These mistakes may seem minor, but taken together they suggest that many of the tools brands and media companies have been using to judge their performance on Facebook have been faulty. And that’s significant because so many companies are relying on the social network for reach and revenue.

Facebook has also been trying to persuade more publishers to invest in Facebook Live video streaming and in its Instant Articles mobile-friendly page feature. But the flaws in its metrics may have some questioning whether doing so is worth it or not.

The first error the site admitted to was a fairly major one: The company said in September that it had been misstating the amount of time users watched videos for more than two years, a key metric that many advertisers and media brands rely on to prove their videos have value.

As a result of what the company’s head of advertising called a mathematical error, Facebook had been taking the total amount of time spent watching videos and dividing by the number of views, rather than dividing by the number of users who watched them.

What that produced was an inflated number for the “average duration of video viewed” metric that publishers and page owners were getting.
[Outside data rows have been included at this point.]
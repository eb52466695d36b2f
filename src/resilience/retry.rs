// Copyright (c) 2025-2026 Adrian Robinson. Licensed under the AGPL-3.0.
// See LICENSE file in the project root for full license text.

//! Retry logic with exponential backoff.
//!
//! Two loops share one [`RetryPolicy`]:
//! - [`retry`] retries any fallible operation (used for connecting pools at
//!   startup, where every error is worth another try).
//! - [`call_with_retry`] wraps an adapter call: it applies the per-call
//!   timeout, only retries errors the [`AdapterError`] taxonomy marks as
//!   transient, stretches the delay on rate limits and can be cut short by a
//!   shutdown signal.
//!
//! # Example
//!
//! ```
//! use tristore_sync::RetryPolicy;
//! use std::time::Duration;
//!
//! // Adapter calls: 5 attempts, 1s, 2s, 4s, 8s between them
//! let policy = RetryPolicy::default();
//! assert_eq!(policy.max_attempts, 5);
//! assert_eq!(policy.delay_for(3), Duration::from_secs(8));
//!
//! // Startup: fail fast on bad config
//! let startup = RetryPolicy::startup();
//! assert!(startup.initial_delay < Duration::from_secs(1));
//! ```

use std::future::Future;
use std::time::Duration;

use tokio::sync::watch;
use tokio::time::{sleep, sleep_until, Instant};
use tracing::{debug, info, warn};

use crate::record::StoreKind;
use crate::storage::traits::AdapterError;

/// Backoff schedule for retried operations.
#[derive(Debug, Clone, PartialEq)]
pub struct RetryPolicy {
    /// Attempts in total, the first one included
    pub max_attempts: u32,
    pub initial_delay: Duration,
    pub max_delay: Duration,
    pub factor: f64,
    /// Applied to the current delay when the store reports `RateLimited`
    pub rate_limit_multiplier: f64,
}

impl Default for RetryPolicy {
    fn default() -> Self {
        Self {
            max_attempts: 5,
            initial_delay: Duration::from_secs(1),
            max_delay: Duration::from_secs(16),
            factor: 2.0,
            rate_limit_multiplier: 2.0,
        }
    }
}

impl RetryPolicy {
    #[must_use]
    pub fn new(max_attempts: u32, initial_delay: Duration, max_delay: Duration) -> Self {
        Self {
            max_attempts: max_attempts.max(1),
            initial_delay,
            max_delay,
            ..Self::default()
        }
    }

    /// Fast-fail retry for initial startup connection.
    /// Attempts 5 times with exponential backoff, failing after ~3 seconds.
    #[must_use]
    pub fn startup() -> Self {
        Self::new(5, Duration::from_millis(200), Duration::from_secs(2))
    }

    /// Millisecond delays, for tests and demos
    #[must_use]
    pub fn immediate(max_attempts: u32) -> Self {
        Self::new(max_attempts, Duration::from_millis(1), Duration::from_millis(8))
    }

    /// Delay before retry number `retry` (0-based): `initial * factor^retry`, capped.
    #[must_use]
    pub fn delay_for(&self, retry: u32) -> Duration {
        let scaled = self.initial_delay.as_secs_f64() * self.factor.powi(retry as i32);
        Duration::from_secs_f64(scaled.min(self.max_delay.as_secs_f64()))
    }

    /// How long to wait after `err`, given the plain exponential `delay`.
    ///
    /// Rate limits wait for the longer of the store's hint and the stretched
    /// delay; both are capped by `max_delay`.
    #[must_use]
    pub fn backoff(&self, delay: Duration, err: &AdapterError) -> Duration {
        match err {
            AdapterError::RateLimited { retry_after } => {
                let stretched = delay.mul_f64(self.rate_limit_multiplier);
                retry_after.unwrap_or_default().max(stretched).min(self.max_delay)
            }
            _ => delay.min(self.max_delay),
        }
    }
}

pub async fn retry<F, Fut, T, E>(
    operation_name: &str,
    policy: &RetryPolicy,
    mut operation: F,
) -> Result<T, E>
where
    F: FnMut() -> Fut,
    Fut: Future<Output = Result<T, E>>,
    E: std::fmt::Display,
{
    let mut attempts = 0;

    loop {
        match operation().await {
            Ok(val) => {
                if attempts > 0 {
                    info!("Operation '{}' succeeded after {} retries", operation_name, attempts);
                }
                return Ok(val);
            }
            Err(err) => {
                attempts += 1;
                if attempts >= policy.max_attempts {
                    return Err(err);
                }
                let delay = policy.delay_for(attempts - 1);
                warn!(
                    "Operation '{}' failed (attempt {}/{}): {}. Retrying in {:?}...",
                    operation_name, attempts, policy.max_attempts, err, delay
                );
                sleep(delay).await;
            }
        }
    }
}

/// Final state of a retried adapter call.
#[derive(Debug, Clone, PartialEq)]
pub enum RetryOutcome<T> {
    Succeeded(T),
    /// Permanent error, or transient errors until attempts ran out
    Failed(AdapterError),
    /// Shutdown interrupted a backoff sleep; no call was in flight
    Aborted(AdapterError),
}

/// A retried call together with how many times the adapter was invoked.
#[derive(Debug, Clone, PartialEq)]
pub struct Attempted<T> {
    pub outcome: RetryOutcome<T>,
    pub attempts: u32,
}

impl<T> Attempted<T> {
    #[must_use]
    pub fn into_result(self) -> Result<T, AdapterError> {
        match self.outcome {
            RetryOutcome::Succeeded(v) => Ok(v),
            RetryOutcome::Failed(e) | RetryOutcome::Aborted(e) => Err(e),
        }
    }
}

/// Run an adapter call under `policy`, bounding each attempt by `timeout`.
///
/// `Rejected` and `NotFound` return after the first attempt. An elapsed
/// timeout counts as `Unavailable`.
pub async fn call_with_retry<T, F, Fut>(
    store: StoreKind,
    operation: &'static str,
    policy: &RetryPolicy,
    timeout: Duration,
    shutdown: Option<&watch::Receiver<bool>>,
    mut call: F,
) -> Attempted<T>
where
    F: FnMut() -> Fut,
    Fut: Future<Output = Result<T, AdapterError>>,
{
    let mut attempts = 0;

    loop {
        attempts += 1;
        let result = match tokio::time::timeout(timeout, call()).await {
            Ok(result) => result,
            Err(_) => {
                crate::metrics::record_timeout(store.as_str(), operation);
                Err(AdapterError::Unavailable(format!("timed out after {:?}", timeout)))
            }
        };

        let err = match result {
            Ok(value) => {
                if attempts > 1 {
                    info!(%store, operation, attempts, "Store call succeeded after retries");
                }
                return Attempted { outcome: RetryOutcome::Succeeded(value), attempts };
            }
            Err(err) => err,
        };

        if !err.is_retryable() {
            debug!(%store, operation, error = %err, "Permanent store error, not retrying");
            return Attempted { outcome: RetryOutcome::Failed(err), attempts };
        }
        if attempts >= policy.max_attempts {
            warn!(%store, operation, attempts, error = %err, "Retries exhausted");
            return Attempted { outcome: RetryOutcome::Failed(err), attempts };
        }

        let wait = policy.backoff(policy.delay_for(attempts - 1), &err);
        crate::metrics::record_retry(store.as_str(), operation, err.kind());
        warn!(
            %store, operation, attempt = attempts, max = policy.max_attempts, error = %err,
            "Transient store error, retrying in {:?}", wait
        );
        if !sleep_unless_shutdown(wait, shutdown).await {
            info!(%store, operation, attempts, "Backoff aborted by shutdown");
            return Attempted { outcome: RetryOutcome::Aborted(err), attempts };
        }
    }
}

/// Sleep for `wait`; `false` if the shutdown flag went up first.
async fn sleep_unless_shutdown(wait: Duration, shutdown: Option<&watch::Receiver<bool>>) -> bool {
    let Some(rx) = shutdown else {
        sleep(wait).await;
        return true;
    };
    let mut rx = rx.clone();
    if *rx.borrow() {
        return false;
    }

    let deadline = Instant::now() + wait;
    loop {
        tokio::select! {
            _ = sleep_until(deadline) => return true,
            changed = rx.changed() => match changed {
                Ok(()) if *rx.borrow_and_update() => return false,
                Ok(()) => continue,
                Err(_) => {
                    // Sender gone: nobody can ask us to stop any more.
                    sleep_until(deadline).await;
                    return true;
                }
            },
        }
    }
}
Facebook’s vice president of advertising David Fischer promised at the time that the mistake would not have an impact on how Facebook partners were billed for their content or how their videos were promoted and distributed by the network.

Facebook’s fake news problem is worse than it looks:

Nevertheless, the Association of National Advertisers slammed the company for having “not yet achieved the level of measurement transparency that marketers need and require,” and pointed out that it expected better of a site that handles more than $6 billion in advertising a year.

The second announcement came last month when Facebook said that it had misstated a number of metrics, including the “organic reach” measurement that showed how many people were seeing a user or brand’s page. A bug caused weekly and monthly totals to be over-stated by as much as 55%, the company said.

The site also admitted that it was measuring the number of videos that played to completion inaccurately. And it said it had been overstating the amount of time people were spending with Instant Articles, the mobile-friendly posts that it has been trying to convince media companies to use instead of generating their own mobile pages.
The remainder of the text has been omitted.